╭─ Given entries
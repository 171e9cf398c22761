pub mod astronomer_repository;
pub mod body_repository;
pub mod config;
pub mod database;
pub mod error;
pub mod filter;
pub mod observation_repository;
pub mod user_repository;

pub use astronomer_repository::AstronomerRepository;
pub use body_repository::CelestialBodyRepository;
pub use config::DatabaseConfig;
pub use database::Database;
pub use error::map_db_error;
pub use observation_repository::ObservationRepository;
pub use user_repository::UserRepository;
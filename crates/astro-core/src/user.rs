use chrono::{DateTime, Utc};
use serde::Deserialize;

use crate::patch::{self, double_option};
use crate::validation::{Checker, Validate, ValidationErrors, check_password, is_valid_email};

/// A stored user account. Deliberately not `Serialize`: the password hash
/// must never reach a response body.
#[derive(Debug, Clone, PartialEq)]
pub struct User {
    pub id: i64,
    pub username: String,
    pub email: String,
    pub hashed_password: String,
    pub full_name: Option<String>,
    pub bio: Option<String>,
    pub is_active: bool,
    pub is_superuser: bool,
    pub last_login: Option<DateTime<Utc>>,
    pub created_at: DateTime<Utc>,
    pub updated_at: DateTime<Utc>,
}

/// Registration payload.
#[derive(Debug, Clone, Deserialize, utoipa::ToSchema)]
pub struct NewUser {
    /// 3-50 characters
    pub username: String,
    pub email: String,
    /// At least 8 characters with one uppercase letter and one digit
    pub password: String,
    #[serde(default)]
    pub full_name: Option<String>,
}

impl Validate for NewUser {
    fn validate(&self) -> Result<(), ValidationErrors> {
        let mut c = Checker::new();
        c.length("username", &self.username, 3, 50)
            .ensure(
                is_valid_email(&self.email),
                "email",
                "value is not a valid email address",
            )
            .max_length("email", Some(&self.email), 255)
            .max_length("full_name", self.full_name.as_deref(), 100);
        check_password(&mut c, "password", &self.password);
        c.finish()
    }
}

/// Account data ready for insertion (password already hashed).
#[derive(Debug, Clone)]
pub struct UserRecord {
    pub username: String,
    pub email: String,
    pub hashed_password: String,
    pub full_name: Option<String>,
    pub is_superuser: bool,
}

impl UserRecord {
    pub fn from_registration(user: NewUser, hashed_password: String) -> Self {
        Self {
            username: user.username,
            email: normalize_email(&user.email),
            hashed_password,
            full_name: user.full_name,
            is_superuser: false,
        }
    }
}

/// Self-service profile update (`PUT /auth/me`).
#[derive(Debug, Clone, Default, Deserialize, utoipa::ToSchema)]
pub struct UserPatch {
    #[serde(default)]
    pub email: Option<String>,
    #[serde(default, deserialize_with = "double_option")]
    #[schema(value_type = Option<String>)]
    pub full_name: Option<Option<String>>,
    #[serde(default, deserialize_with = "double_option")]
    #[schema(value_type = Option<String>)]
    pub bio: Option<Option<String>>,
}

impl UserPatch {
    pub fn apply_to(&self, user: &mut User) {
        patch::apply(&mut user.email, self.email.as_deref().map(normalize_email));
        patch::apply(&mut user.full_name, self.full_name.clone());
        patch::apply(&mut user.bio, self.bio.clone());
    }
}

impl Validate for UserPatch {
    fn validate(&self) -> Result<(), ValidationErrors> {
        let mut c = Checker::new();
        if let Some(email) = &self.email {
            c.ensure(
                is_valid_email(email),
                "email",
                "value is not a valid email address",
            )
            .max_length("email", Some(email), 255);
        }
        c.max_length(
            "full_name",
            self.full_name.as_ref().and_then(|n| n.as_deref()),
            100,
        );
        c.finish()
    }
}

/// Body of `POST /auth/me/change-password`.
#[derive(Debug, Clone, Deserialize, utoipa::ToSchema)]
pub struct PasswordChange {
    pub old_password: String,
    pub new_password: String,
}

impl Validate for PasswordChange {
    fn validate(&self) -> Result<(), ValidationErrors> {
        let mut c = Checker::new();
        check_password(&mut c, "new_password", &self.new_password);
        c.finish()
    }
}

/// Login form. `username` may also hold the account email.
#[derive(Debug, Clone, Deserialize, utoipa::ToSchema)]
pub struct Credentials {
    pub username: String,
    pub password: String,
}

impl Validate for Credentials {
    fn validate(&self) -> Result<(), ValidationErrors> {
        let mut c = Checker::new();
        c.ensure(!self.username.is_empty(), "username", "field required")
            .ensure(!self.password.is_empty(), "password", "field required");
        c.finish()
    }
}

/// Emails are compared case-insensitively, so they are stored lower-cased.
pub fn normalize_email(email: &str) -> String {
    email.trim().to_lowercase()
}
╰─
● Problem to solve
All of the material must be written out again without any change.

● Reply
repository 171e9cf398c22761
pub mod astronomer_repository;
pub mod body_repository;
pub mod config;
pub mod database;
pub mod error;
pub mod filter;
pub mod observation_repository;
pub mod user_repository;

pub use astronomer_repository::AstronomerRepository;
pub use body_repository::CelestialBodyRepository;
pub use config::DatabaseConfig;
pub use database::Database;
pub use error::map_db_error;
pub use observation_repository::ObservationRepository;
pub use user_repository::UserRepository;
filename crates/astro-core/src/user.rs
use chrono::{DateTime, Utc};
use serde::Deserialize;

use crate::patch::{self, double_option};
use crate::validation::{Checker, Validate, ValidationErrors, check_password, is_valid_email};

/// A stored user account. Deliberately not `Serialize`: the password hash
/// must never reach a response body.
#[derive(Debug, Clone, PartialEq)]
pub struct User {
    pub id: i64,
    pub username: String,
    pub email: String,
    pub hashed_password: String,
    pub full_name: Option<String>,
    pub bio: Option<String>,
    pub is_active: bool,
    pub is_superuser: bool,
    pub last_login: Option<DateTime<Utc>>,
    pub created_at: DateTime<Utc>,
    pub updated_at: DateTime<Utc>,
}

/// Registration payload.
#[derive(Debug, Clone, Deserialize, utoipa::ToSchema)]
pub struct NewUser {
    /// 3-50 characters
    pub username: String,
    pub email: String,
    /// At least 8 characters with one uppercase letter and one digit
    pub password: String,
    #[serde(default)]
    pub full_name: Option<String>,
}

impl Validate for NewUser {
    fn validate(&self) -> Result<(), ValidationErrors> {
        let mut c = Checker::new();
        c.length("username", &self.username, 3, 50)
            .ensure(
                is_valid_email(&self.email),
                "email",
                "value is not a valid email address",
            )
            .max_length("email", Some(&self.email), 255)
            .max_length("full_name", self.full_name.as_deref(), 100);
        check_password(&mut c, "password", &self.password);
        c.finish()
    }
}

/// Account data ready for insertion (password already hashed).
#[derive(Debug, Clone)]
pub struct UserRecord {
    pub username: String,
    pub email: String,
    pub hashed_password: String,
    pub full_name: Option<String>,
    pub is_superuser: bool,
}

impl UserRecord {
    pub fn from_registration(user: NewUser, hashed_password: String) -> Self {
        Self {
            username: user.username,
            email: normalize_email(&user.email),
            hashed_password,
            full_name: user.full_name,
            is_superuser: false,
        }
    }
}

/// Self-service profile update (`PUT /auth/me`).
#[derive(Debug, Clone, Default, Deserialize, utoipa::ToSchema)]
pub struct UserPatch {
    #[serde(default)]
    pub email: Option<String>,
    #[serde(default, deserialize_with = "double_option")]
    #[schema(value_type = Option<String>)]
    pub full_name: Option<Option<String>>,
    #[serde(default, deserialize_with = "double_option")]
    #[schema(value_type = Option<String>)]
    pub bio: Option<Option<String>>,
}

impl UserPatch {
    pub fn apply_to(&self, user: &mut User) {
        patch::apply(&mut user.email, self.email.as_deref().map(normalize_email));
        patch::apply(&mut user.full_name, self.full_name.clone());
        patch::apply(&mut user.bio, self.bio.clone());
    }
}

impl Validate for UserPatch {
    fn validate(&self) -> Result<(), ValidationErrors> {
        let mut c = Checker::new();
        if let Some(email) = &self.email {
            c.ensure(
                is_valid_email(email),
                "email",
                "value is not a valid email address",
            )
            .max_length("email", Some(email), 255);
        }
        c.max_length(
            "full_name",
            self.full_name.as_ref().and_then(|n| n.as_deref()),
            100,
        );
        c.finish()
    }
}

/// Body of `POST /auth/me/change-password`.
#[derive(Debug, Clone, Deserialize, utoipa::ToSchema)]
pub struct PasswordChange {
    pub old_password: String,
    pub new_password: String,
}

impl Validate for PasswordChange {
    fn validate(&self) -> Result<(), ValidationErrors> {
        let mut c = Checker::new();
        check_password(&mut c, "new_password", &self.new_password);
        c.finish()
    }
}

/// Login form. `username` may also hold the account email.
#[derive(Debug, Clone, Deserialize, utoipa::ToSchema)]
pub struct Credentials {
    pub username: String,
    pub password: String,
}

impl Validate for Credentials {
    fn validate(&self) -> Result<(), ValidationErrors> {
        let mut c = Checker::new();
        c.ensure(!self.username.is_empty(), "username", "field required")
            .ensure(!self.password.is_empty(), "password", "field required");
        c.finish()
    }
}

/// Emails are compared case-insensitively, so they are stored lower-cased.
pub fn normalize_email(email: &str) -> String {
    email.trim().to_lowercase()
}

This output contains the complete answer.